Several limitations of this study should be considered when interpreting the results. It is possible that some of the differences in early refusal and early consent rates among subgroups of the target population are explained by differences in rates of receipt of the invitation to enroll. In this military population, younger and less-educated people may have been less likely to receive the invitation because of more frequent duty station reassignments or deployments, or lack of access to e-mail. In addition, the study population used in this investigation is a subset of military personnel and may not be representative of the US military as a whole or the general population. The US military is comprised predominantly of men and is more educated, younger, and ethnically diverse than the general US population [30
]. These differences may help to explain some of the dissimilarities in characteristics of early refusers and consenters encountered between the present study and previously published work. However, there is no evidence to suggest that members of the military have a systematically different approach to answering requests for participation, as long as participation is voluntary. Regardless, the results of this study should be interpreted cautiously, as they may be conceptually relevant to studies in other populations, but may not have similar predictors.
Although we have focused on early refusal and consent, the characteristics associated with these events may not be associated with ultimate refusal or consent.
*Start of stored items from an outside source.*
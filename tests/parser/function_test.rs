//! 関数宣言のパーサーテスト

use super::*;
use pretty_assertions::assert_eq;
use rill::lexer::{Location, TokenKind};
use rill::value::ValueType;

#[test]
fn test_function_with_arguments() {
    let functions = assert_parse_success("func add(x: int, y: int) -> int { }");

    assert_eq!(functions.len(), 1);
    let add = &functions[0];
    assert_eq!(add.name, "add");
    assert_eq!(add.arguments.len(), 2);
    assert_eq!(add.argument_types(), vec![ValueType::Int, ValueType::Int]);
    assert_eq!(add.arguments.keys().map(String::as_str).collect::<Vec<_>>(), vec!["x", "y"]);
    assert_eq!(add.return_type, Some(ValueType::Int));
    assert!(add.body_tokens.is_empty());
}

#[test]
fn test_declaring_token() {
    let functions = assert_parse_success("\nfunc  main() { }");

    let token = &functions[0].declaring_token;
    assert_eq!(token.kind, TokenKind::Name);
    assert_eq!(token.text, "main");
    assert_eq!(token.location, Location::new("test.rill", 2, 7));
}

#[test]
fn test_empty_function_arguments() {
    let functions = assert_parse_success("func test() { }");

    assert!(functions[0].arguments.is_empty());
    assert!(functions[0].return_type.is_none());
}

#[test]
fn test_argument_types_are_kept() {
    // 解析した型がそのまま宣言に残る
    let functions =
        assert_parse_success("func mix(a: int, b: float, c: str, d: char, e: ptr, f: bool) { }");

    assert_eq!(
        functions[0].argument_types(),
        vec![
            ValueType::Int,
            ValueType::Float,
            ValueType::Str,
            ValueType::Char,
            ValueType::Ptr,
            ValueType::Bool,
        ]
    );
}

#[test]
fn test_duplicate_arguments_are_ignored() {
    let functions = assert_parse_success("func dup(x: int, x: char, y: ptr) { }");

    assert_eq!(functions[0].arguments.len(), 2);
    assert_eq!(functions[0].arguments["x"], ValueType::Int);
    assert_eq!(functions[0].arguments["y"], ValueType::Ptr);
}

#[test]
fn test_body_tokens_are_collected_verbatim() {
    let source = r#"
    func main() -> int {
        x = 3 + 4;
        y = "hi";
    }
    "#;

    let functions = assert_parse_success(source);
    let body: Vec<_> = functions[0]
        .body_tokens
        .iter()
        .map(|token| token.text.as_str())
        .collect();

    assert_eq!(
        body,
        vec!["x", "=", "3", "+", "4", ";", "y", "=", "\"", "hi", "\"", ";"]
    );
}

#[test]
fn test_nested_braces_in_body() {
    let functions = assert_parse_success("func outer() { { inner } } func next() { }");

    assert_eq!(functions.len(), 2);
    assert_eq!(functions[0].body_tokens.len(), 3);
    assert_eq!(functions[1].name, "next");
}

#[test]
fn test_multiple_functions() {
    let source = r#"
    func add(a: int, b: int) -> int {
        a + b
    }

    func sub(a: float, b: float) -> float {
        a - b
    }

    func main() {
    }
    "#;

    let functions = assert_parse_success(source);
    let names: Vec<_> = functions.iter().map(|f| f.name.as_str()).collect();

    assert_eq!(names, vec!["add", "sub", "main"]);
    assert_eq!(functions[1].return_type, Some(ValueType::Float));
    assert_eq!(functions[2].return_type, None);
}

#[test]
fn test_empty_source() {
    assert!(assert_parse_success("").is_empty());
}

#[test]
fn test_trailing_comma() {
    let functions = assert_parse_success("func f(x: int,) { }");
    assert_eq!(functions[0].argument_types(), vec![ValueType::Int]);
}

#[test]
fn test_inspect() {
    let functions = assert_parse_success("func add(x: int, y: float) -> int { 1 }");

    assert_eq!(
        functions[0].inspect(),
        r#"{ value: "add", type: Function, arguments: [x: int, y: float], returns: int, body: [{ value: "1", type: Number }] }"#
    );
}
If late consenters are more similar to non-responders than early consenters are, a later comparison might show greater similarity among consenters and non-responders and greater difference between consenters and early refusers. However, the goal of our investigation has not been to identify characteristics associated with eventual consent or terminal non-response, a topic that has received much attention. Rather, the finding that early refusers share certain characteristics with early consenters, which distinguish them from those who do not respond early, suggests that this subgroup of nonparticipants may deserve special consideration in study design and analysis.
The existence of a demographically distinct group of early refusers would be less relevant to methods of response bias correction if the ultimate health outcomes under investigation were not associated with demographic characteristics. We cannot assess whether early refusers might be more or less likely to develop outcomes of interest than those who neither refused nor consented early. It may be that this question can only reliably be answered retrospectively for certain outcomes, since refusers may be at greater risk than consenters for unfavorable health outcomes, even if they are similar at baseline in demographic characteristics and general measures of health [31
A strength of this study is the availability of demographic and occupational data on all members of the invited population, regardless of participation in the study. Some studies of non-participation rely on follow-up interviews or questionnaires on a sample of nonparticipants to characterize the entire group, but the proportion of initial non-respondents who complete a follow-up questionnaire may be quite low [32
]. Follow-up interviews can be time-consuming or costly, and might only be conducted on a subset of non-respondents [2
]. Additionally, this study has a large and diverse study population, which allowed for robust comparisons between early and late/non-responders and greater generalizability than in previous studies of response.